Нет сведений о том, сообщил ли Паули Юнгу об Уроке игры на фортепьяно и последовавших за ним размышлениях. Однако похоже, что он воспринял Урок как нечто очень личное. Годы спустя фон Франц писала, что после возвращения Паули из Америки он отказался обсуждать с ней эту тему. Вскоре, сообщает она, Паули неожиданно прекратил общение с ней[334]
.Фон Франц критично отнеслась к Уроку, утверждая, что он вызвал у неё чувство беспокойства. Она считала, что он написан слишком сознательно для активного воображения. В частности, она полагала, что Паули следовало противостоять Мастеру, «который, похоже, оказался заключён в кольце i»[335]
. Вопрос о том, стоит ли воспринимать кольцо i как сосуд или же как ловушку, остаётся открытым, как и в случае с любым символом. Паули не предложил своего толкования. Однако энергия, которую он получил из Урока, позволяет предположить, что для него кольцо i было символом целостности, содержащим суть психофизической проблемы, и этот символ побудил его продолжать поиск.Глава 12. Освобождающий опыт единства: Единство сущности
Эти позиции [рациональная и иррациональная] всегда будут сосуществовать в человеческой душе, и каждая будет нести в себе другую как зародыш собственной противоположности.
Нам ничего не известно о переписке Юнга и Паули в 1953-1955 годах. Юнг в это время завершал огромную работу Mysterium Coniunctionis[336]
, над которой корпел десять лет. Паули, в свою очередь, был занят выражением своих философских идей в серии эссе[337]. Краткий обзор двух из них представлен в этой главе. Урок игры на фортепьяно, по-видимому, помог Паули найти слова для «нового профессора». В снах Паули также не было и следа затишья. О сновидениях этого периода говорится в главе 13.Наука и западная картина мира
19 мая 1954 года, вернувшись из Америки, Паули написал своему немецкому коллеге Паскуалю Йордану, спрашивая: «Известен ли вам Институт европейской истории [Institut fur Europeische Geschichte] в Майнце?». Институт пригласил его прочитать доклад о «науке и западной картине мира». Паули нашёл эту тему привлекательной, поскольку «именно наука (а не христианская религия) очаровывает меня в Западе»[338]
. Несмотря на сильную привязанность к Индии и Лао Цзы, он чувствовал, что научная мысль всегда будет препятствовать его окончательному обращению к Востоку. Столкнувшись с этими противоречивыми чувствами, Паули ощутил необходимость определить степень своего «западничества»[339]. Его лекция состоялась в Майнце в 1955 году и была опубликована год спустя.«Наука и западная мысль»
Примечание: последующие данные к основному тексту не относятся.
//! Alert domain model.

use serde::{Deserialize, Serialize};
use std::fmt;
use std::str::FromStr;
use validator::Validate;

use crate::error::DomainError;
use crate::services::status_color::color_for;

/// Latitude of the Torrington, CT reference point.
pub const REFERENCE_LATITUDE: f64 = 41.8006;

/// Longitude of the Torrington, CT reference point.
pub const REFERENCE_LONGITUDE: f64 = -73.1212;

/// Default impact radius offered by the form, in meters.
pub const DEFAULT_RADIUS_METERS: u32 = 500;

/// Alert severity/state label.
#[derive(Debug, Clone, Copy, PartialEq, Eq, Hash, Default, Serialize, Deserialize)]
pub enum AlertStatus {
    #[default]
    Urgent,
    Active,
    Watching,
    Resolved,
}

impl AlertStatus {
    /// All statuses in dropdown order.
    pub const ALL: [AlertStatus; 4] = [
        AlertStatus::Urgent,
        AlertStatus::Active,
        AlertStatus::Watching,
        AlertStatus::Resolved,
    ];

    /// Display label, also used on the wire.
    pub fn as_str(&self) -> &'static str {
        match self {
            AlertStatus::Urgent => "Urgent",
            AlertStatus::Active => "Active",
            AlertStatus::Watching => "Watching",
            AlertStatus::Resolved => "Resolved",
        }
    }
}

impl fmt::Display for AlertStatus {
    fn fmt(&self, f: &mut fmt::Formatter<'_>) -> fmt::Result {
        f.write_str(self.as_str())
    }
}

impl FromStr for AlertStatus {
    type Err = DomainError;

    fn from_str(s: &str) -> Result<Self, Self::Err> {
        AlertStatus::ALL
            .into_iter()
            .find(|status| status.as_str() == s)
            .ok_or_else(|| DomainError::UnknownStatus(s.to_string()))
    }
}

/// Four-channel color, serialized as `[r, g, b, a]`.
#[derive(Debug, Clone, Copy, PartialEq, Eq, Hash, Serialize, Deserialize)]
#[serde(transparent)]
pub struct Rgba(pub [u8; 4]);

impl Rgba {
    pub const fn new(r: u8, g: u8, b: u8, a: u8) -> Self {
        Self([r, g, b, a])
    }

    pub fn channels(&self) -> [u8; 4] {
        self.0
    }
}

/// One environmental-zone record.
///
/// The color is fixed when the alert is built and there is no way to change
/// it (or the status) afterwards.
#[derive(Debug, Clone, PartialEq, Serialize)]
pub struct Alert {
    name: String,
    status: AlertStatus,
    #[serde(rename = "lat")]
    latitude: f64,
    #[serde(rename = "lon")]
    longitude: f64,
    color: Rgba,
    radius: u32,
}

impl Alert {
    /// Builds an alert, deriving its color from the status.
    pub fn new(
        name: impl Into<String>,
        status: AlertStatus,
        latitude: f64,
        longitude: f64,
        radius: u32,
    ) -> Self {
        Self {
            name: name.into(),
            status,
            latitude,
            longitude,
            color: color_for(status),
            radius,
        }
    }

    pub fn name(&self) -> &str {
        &self.name
    }

    pub fn status(&self) -> AlertStatus {
        self.status
    }

    pub fn latitude(&self) -> f64 {
        self.latitude
    }

    pub fn longitude(&self) -> f64 {
        self.longitude
    }

    pub fn color(&self) -> Rgba {
        self.color
    }

    /// Display radius in meters.
    pub fn radius(&self) -> u32 {
        self.radius
    }

    /// Marker position in `[lon, lat]` order.
    pub fn position(&self) -> [f64; 2] {
        [self.longitude, self.latitude]
    }
}

impl From<AlertInput> for Alert {
    fn from(input: AlertInput) -> Self {
        Alert::new(
            input.name,
            input.status,
            input.latitude,
            input.longitude,
            input.radius,
        )
    }
}

fn default_latitude() -> f64 {
    REFERENCE_LATITUDE
}

fn default_longitude() -> f64 {
    REFERENCE_LONGITUDE
}

fn default_radius() -> u32 {
    DEFAULT_RADIUS_METERS
}

/// Typed input of the "Report New Activity" form.
///
/// Every field has a default, so an empty submission is still valid.
#[derive(Debug, Clone, PartialEq, Deserialize, Validate)]
pub struct AlertInput {
    #[serde(default)]
    pub name: String,

    #[serde(default)]
    pub status: AlertStatus,

    #[serde(default = "default_latitude", alias = "lat")]
    #[validate(custom(function = "shared::validation::validate_latitude"))]
    pub latitude: f64,

    #[serde(default = "default_longitude", alias = "lon")]
    #[validate(custom(function = "shared::validation::validate_longitude"))]
    pub longitude: f64,

    #[serde(default = "default_radius")]
    #[validate(custom(function = "shared::validation::validate_radius"))]
    pub radius: u32,
}

impl Default for AlertInput {
    fn default() -> Self {
        Self {
            name: String::new(),
            status: AlertStatus::default(),
            latitude: REFERENCE_LATITUDE,
            longitude: REFERENCE_LONGITUDE,
            radius: DEFAULT_RADIUS_METERS,
        }
    }
}

impl AlertInput {
    /// Builds and validates form input in one step.
    pub fn new(
        name: impl Into<String>,
        status: AlertStatus,
        latitude: f64,
        longitude: f64,
        radius: u32,
    ) -> Result<Self, DomainError> {
        let input = Self {
            name: name.into(),
            status,
            latitude,
            longitude,
            radius,
        };
        input.validate()?;
        Ok(input)
    }
}

/// Raw form fields as posted by the browser, before type coercion.
#[derive(Debug, Clone, Default, Deserialize)]
pub struct AlertFormFields {
    #[serde(default)]
    pub name: String,
    #[serde(default)]
    pub status: String,
    #[serde(default)]
    pub latitude: String,
    #[serde(default)]
    pub longitude: String,
    #[serde(default)]
    pub radius: String,
}

fn parse_field<T: FromStr>(field: &'static str, raw: &str, default: T) -> Result<T, DomainError> {
    let trimmed = raw.trim();
    if trimmed.is_empty() {
        return Ok(default);
    }
    trimmed.parse().map_err(|_| DomainError::InvalidNumber {
        field,
        value: raw.to_string(),
    })
}

impl TryFrom<AlertFormFields> for AlertInput {
    type Error = DomainError;

    fn try_from(fields: AlertFormFields) -> Result<Self, Self::Error> {
        let status = if fields.status.trim().is_empty() {
            AlertStatus::default()
        } else {
            fields.status.trim().parse()?
        };

        AlertInput::new(
            fields.name,
            status,
            parse_field("latitude", &fields.latitude, REFERENCE_LATITUDE)?,
            parse_field("longitude", &fields.longitude, REFERENCE_LONGITUDE)?,
            parse_field("radius", &fields.radius, DEFAULT_RADIUS_METERS)?,
        )
    }
}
Лекция Паули была интерпретацией истории западной мысли, показывая вековой опыт науки и мистицизма как взаимодополняющих противоположностей, придерживающихся рациональной и иррациональной, соответственно, точек зрения. В отличие от Востока, где верх одерживал мистицизм, на Западе спор между двумя противоположностями продолжался веками. Но именно наука характеризует западную цивилизацию. Со времён античности наука сохранила то, что Паули назвал «обучаемостью» — то есть наука является предметом эмпирической проверки. Возникновение этого феномена в человеческом сознании одно время считалось чем-то за пределами возможного; рациональный подход к пониманию природы был тогда непредставим. Вначале западная наука была пропитана «религиозными коннотациями, включая связь между научным познанием и познанием пути к спасению»[340]
. Но в отличие от Востока, где мистическое мировоззрение, например, китайский даосизм, находилось в поиске соединения с вечностью на всех жизненных стадиях, западный ум отделял мистическое от познаваемого. Паули считал, что достигнута точка, в которой мистическое и научное должно вновь соединиться в комплементарную пару. Он писал с убеждением: «Судьба Запада — постоянно взаимодействовать с двумя этими основными позициями — рационально-критической, ищущей понимания, и мистически-иррациональной, ищущей освобождающего опыта единства»[341].Как объяснял Паули, две эти позиции, рациональная и мистическая, со временем проходили через разные степени разделения и синтеза. Нам известны две попытки соединить науку и мистицизм — доктрина Пифагора о смешивании числа с душой в шестом веке до н.э. и средневековая алхимия с её понятием мировой души и духа в материи. В обоих случаях движение к желанному единству было прервано подъёмом рациональной мысли — соответственно, греческими атомистами в пятом веке до н.э. и возникновением современной науки в 17 веке.